[Stored data]
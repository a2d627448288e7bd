//! Latch Engine Runtime
//!
//! Minimal binary that drives a simulated frame loop through a host buffer.
//!
//! Usage: `latch [settings.json]`

use anyhow::{Context, Result};
use latch_core::memory::{HeapAllocator, HostBuffer};
use latch_services::settings::SimulationSettings;
use std::path::PathBuf;
use std::sync::Arc;

/// Vertices uploaded per draw call.
const BATCH_VERTICES: usize = 10_000;

#[repr(C)]
#[derive(Copy, Clone, Debug, bytemuck::Pod, bytemuck::Zeroable)]
struct Vertex {
    position: [f32; 3],
    color: [f32; 3],
}

#[repr(C)]
#[derive(Copy, Clone, Debug, bytemuck::Pod, bytemuck::Zeroable)]
struct FrameUniforms {
    time: f32,
    frame: u32,
    _padding: [u32; 2],
}

fn main() -> Result<()> {
    // Initialize logging
    tracing_subscriber::fmt::init();

    tracing::info!("Latch Engine v{}", latch_core::VERSION);

    let path = std::env::args_os().nth(1).map(PathBuf::from);
    let settings =
        latch_services::init_services(path.as_deref()).context("failed to load settings")?;

    let allocator = Arc::new(HeapAllocator::new());
    let mut host_buffer = HostBuffer::with_config(allocator.clone(), settings.host_buffer)
        .context("failed to create host buffer")?;

    let simulation = &settings.simulation;
    for frame in 0..simulation.frames {
        let vertex_count = vertices_for_frame(simulation, frame);
        let vertices = build_vertices(frame, vertex_count);

        let mut draws = 0usize;
        let mut dropped = 0usize;
        for batch in vertices.chunks(BATCH_VERTICES) {
            if host_buffer.emplace_slice(batch).is_valid() {
                draws += 1;
            } else {
                dropped += 1;
            }
        }

        let uniforms = FrameUniforms {
            time: frame as f32 / 60.0,
            frame,
            _padding: [0; 2],
        };
        if !host_buffer.emplace_uniform(&uniforms).is_valid() {
            dropped += 1;
        }
        if dropped > 0 {
            tracing::warn!(frame, dropped, "host buffer could not place all frame data");
        }

        let state = host_buffer.state();
        tracing::info!(
            frame,
            vertices = vertex_count,
            draws,
            active_block = state.current_block,
            blocks = state.total_block_count,
            frame_bytes = host_buffer.usage().frame_bytes(),
            live_bytes = allocator.live_bytes(),
            "frame encoded"
        );

        host_buffer.reset();
    }

    tracing::info!(
        blocks = host_buffer.block_count(),
        live_bytes = allocator.live_bytes(),
        trailing_peak_bytes = host_buffer.usage().trailing_peak_bytes(),
        "simulation finished"
    );

    Ok(())
}

fn vertices_for_frame(simulation: &SimulationSettings, frame: u32) -> usize {
    if frame < simulation.burst_frames {
        simulation.burst_vertices as usize
    } else {
        simulation.idle_vertices as usize
    }
}

fn build_vertices(frame: u32, count: usize) -> Vec<Vertex> {
    let phase = frame as f32 * 0.1;
    (0..count)
        .map(|i| {
            let t = i as f32 / count.max(1) as f32;
            Vertex {
                position: [t * 2.0 - 1.0, (t * std::f32::consts::TAU + phase).sin() * 0.5, 0.0],
                color: [t, 1.0 - t, 0.5],
            }
        })
        .collect()
}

# [TASK ITEM]
The expected answer is a copy of every line in the entries that holds the word "struct".

# [REPLY TO THE EXERCISE]
struct Vertex {
struct FrameUniforms {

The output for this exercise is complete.